I'm going straight to the point. I have this code:
while (inputLength > 0)
{
if (mode == MODE_AES_ENCRYPT)
aesni_ecb_encrypt(ctx, input + shift, 16, output + shift);
else if (mode == MODE_AES_DECRYPT)
aesni_ecb_decrypt(ctx, input + shift, 16, output + shift);
shift += 16;
inputLength -= 16;
}
It performs an AES-ECB encryption on one 16-bytes block in input and store the result in output. The parameter ctx is a structure that contains the number of round and the subkeys for the encryption.

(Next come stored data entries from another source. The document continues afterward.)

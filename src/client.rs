//! Public facade producers use to issue paced requests.

mod builder;
mod handle;

pub use builder::*;
pub use handle::*;

// std
use std::{
	sync::atomic::{AtomicU64, Ordering},
	time::Duration as StdDuration,
};
// crates.io
use tokio::{
	sync::oneshot,
	time::{MissedTickBehavior, interval},
};
// self
use crate::{
	_prelude::*,
	clock::Clock,
	config::ClientConfig,
	event::Event,
	obs::SchedulerMetrics,
	request::{Method, Request, RequestId},
	scheduler::{Pending, Scheduler, SchedulerState},
};

/// Load-generation client that admits requests at the configured rate.
///
/// Cloning is cheap and every clone shares the same scheduler, so each scenario task can own
/// one. Dropping the last clone closes the client; requests still queued then resolve with
/// [`Error::Closed`].
///
/// ```no_run
/// # async fn demo(client: paced_client::Client) -> paced_client::Result<()> {
/// let first = client.url("http://localhost:8080/foo").get().await?;
/// let next = client.url(format!("http://localhost:8080/foo?page={}", first.status)).get().await?;
/// # let _ = next;
/// # Ok(())
/// # }
/// ```
#[derive(Clone)]
pub struct Client(Arc<ClientInner>);
impl Client {
	/// Starts configuring a client.
	pub fn builder() -> ClientBuilder {
		ClientBuilder::new()
	}

	/// Begins a request to `value`; pick the verb on the returned builder.
	pub fn url(&self, value: impl AsRef<str>) -> RequestBuilder<'_> {
		RequestBuilder::new(self, Url::parse(value.as_ref()))
	}

	/// Creates and enqueues a request immediately, returning the handle that resolves once the
	/// transport completes it.
	pub fn request(&self, method: Method, url: Url) -> ResponseHandle {
		let inner = &self.0;
		let id = RequestId::new(inner.next_id.fetch_add(1, Ordering::Relaxed));
		let request = Request::new(id, method, url, inner.scheduler.elapsed());
		let (tx, rx) = oneshot::channel();

		match inner.scheduler.enqueue(Pending::new(request, tx)) {
			Ok(()) => ResponseHandle::queued(id, rx, Arc::clone(&inner.scheduler)),
			Err(e) => ResponseHandle::failed(e),
		}
	}

	/// Registers a listener that receives every subsequent [`Event`].
	pub fn add_listener<F>(&self, listener: F)
	where
		F: 'static + Fn(&Event) + Send + Sync,
	{
		self.0.scheduler.add_listener(listener);
	}

	/// Runs one explicit scheduler wake, returning how many requests were admitted.
	pub fn poll(&self) -> u64 {
		self.0.scheduler.wake()
	}

	/// Closes the client; queued requests resolve with [`Error::Closed`] and new ones are
	/// rejected.
	pub fn close(&self) {
		self.0.scheduler.close();
	}

	/// Returns `true` once the client has been closed.
	pub fn is_closed(&self) -> bool {
		self.0.scheduler.is_closed()
	}

	/// Drives the scheduler from real time, waking it every configured tick interval.
	///
	/// Spawn the returned future on a tokio runtime when using a [`SystemClock`]. It only holds a
	/// weak reference, so it finishes once the client is closed or every clone is dropped.
	///
	/// [`SystemClock`]: crate::clock::SystemClock
	pub fn drive(&self) -> impl Future<Output = ()> + Send + 'static {
		let period = StdDuration::try_from(self.0.config.tick_interval)
			.unwrap_or(StdDuration::from_millis(100));
		let weak = Arc::downgrade(&self.0);

		async move {
			let mut ticker = interval(period);

			ticker.set_missed_tick_behavior(MissedTickBehavior::Delay);

			loop {
				ticker.tick().await;

				let Some(inner) = weak.upgrade() else {
					break;
				};

				if inner.scheduler.is_closed() {
					break;
				}

				inner.scheduler.wake();
			}
		}
	}

	/// Requests admitted so far.
	pub fn dispatched(&self) -> u64 {
		self.0.scheduler.dispatched()
	}

	/// Requests waiting for budget.
	pub fn queued(&self) -> usize {
		self.0.scheduler.queued()
	}

	/// Scheduler lifecycle state.
	pub fn state(&self) -> SchedulerState {
		self.0.scheduler.state()
	}

	/// Activity counters.
	pub fn metrics(&self) -> &SchedulerMetrics {
		self.0.scheduler.metrics()
	}

	/// Validated configuration the client was built with.
	pub fn config(&self) -> &ClientConfig {
		&self.0.config
	}

	/// Elapsed time on the client's clock.
	pub fn elapsed(&self) -> Duration {
		self.0.scheduler.elapsed()
	}

	fn from_parts(config: ClientConfig, clock: Arc<dyn Clock>, scheduler: Arc<Scheduler>) -> Self {
		let weak = Arc::downgrade(&scheduler);

		// Manual clocks re-trigger scheduling on every advance; real clocks ignore the hook.
		clock.on_advance(Arc::new(move || match weak.upgrade() {
			Some(scheduler) if !scheduler.is_closed() => {
				scheduler.wake();

				true
			},
			_ => false,
		}));

		Self(Arc::new(ClientInner { config, scheduler, next_id: AtomicU64::new(0) }))
	}
}
impl Debug for Client {
	fn fmt(&self, f: &mut Formatter) -> FmtResult {
		f.debug_struct("Client")
			.field("config", &self.0.config)
			.field("scheduler", &self.0.scheduler)
			.finish()
	}
}

struct ClientInner {
	config: ClientConfig,
	scheduler: Arc<Scheduler>,
	next_id: AtomicU64,
}
impl Drop for ClientInner {
	fn drop(&mut self) {
		self.scheduler.close();
	}
}

/// Builder returned by [`Client::url`]; each verb method enqueues the request.
#[derive(Debug)]
pub struct RequestBuilder<'a> {
	client: &'a Client,
	url: Result<Url, url::ParseError>,
}
impl<'a> RequestBuilder<'a> {
	fn new(client: &'a Client, url: Result<Url, url::ParseError>) -> Self {
		Self { client, url }
	}

	/// Issues the request with an explicit verb.
	pub fn method(self, method: Method) -> ResponseHandle {
		match self.url {
			Ok(url) => self.client.request(method, url),
			Err(source) => ResponseHandle::failed(Error::InvalidUrl { source }),
		}
	}

	/// Issues a `GET`.
	pub fn get(self) -> ResponseHandle {
		self.method(Method::Get)
	}

	/// Issues a `POST`.
	pub fn post(self) -> ResponseHandle {
		self.method(Method::Post)
	}

	/// Issues a `PUT`.
	pub fn put(self) -> ResponseHandle {
		self.method(Method::Put)
	}

	/// Issues a `PATCH`.
	pub fn patch(self) -> ResponseHandle {
		self.method(Method::Patch)
	}

	/// Issues a `DELETE`.
	pub fn delete(self) -> ResponseHandle {
		self.method(Method::Delete)
	}

	/// Issues a `HEAD`.
	pub fn head(self) -> ResponseHandle {
		self.method(Method::Head)
	}
}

AES-ECB encryption can theoretically be parallelized, so I tried multithreading the code like this:
typedef struct
{
AES_Context* Ctx;
unsigned char* input;
unsigned char* output;
_Bool done;
} threadInfos;
unsigned long WINAPI ThreadFunc(threadInfos* data)
{
aes_ecb_encrypt(data->Ctx, data->input, data->output);
data->done = 1;
}
while (inputLength > 0)
{
threadInfos info1; info1.done = 0; info1.Ctx = ctx;
threadInfos info2; info2.done = 0; info2.Ctx = ctx;
threadInfos info3; info3.done = 0; info3.Ctx = ctx;
threadInfos info4; info4.done = 0; info4.Ctx = ctx;
info1.input = (input + shift); info1.output = (output + shift);
info2.input = (input + shift + 16); info2.output = (output + shift + 16);
info3.input = (input + shift + 32); info3.output = (output + shift + 32);
info4.input = (input + shift + 48); info4.output = (output + shift + 48);
CreateThread(NULL, 0, ThreadFunc, &info1, 0, NULL);
CreateThread(NULL, 0, ThreadFunc, &info2, 0, NULL);
CreateThread(NULL, 0, ThreadFunc, &info3, 0, NULL);
CreateThread(NULL, 0, ThreadFunc, &info4, 0, NULL);
while (info1.done == 0 || info2.done == 0 || info3.done == 0 || info4.done == 0)
;
shift += 64;
inputLength -= 64;
}
and here are the results in terms of speed:
The output is the same, which means that my multithreading seems to be working, however, it is highly inefficient since it is 1000x slower...
And here is my question. How could I multithread the encryption on 4 or 8 threads - depending on the CPU capabilities - but in such a way that it is faster and not 1000x slower ?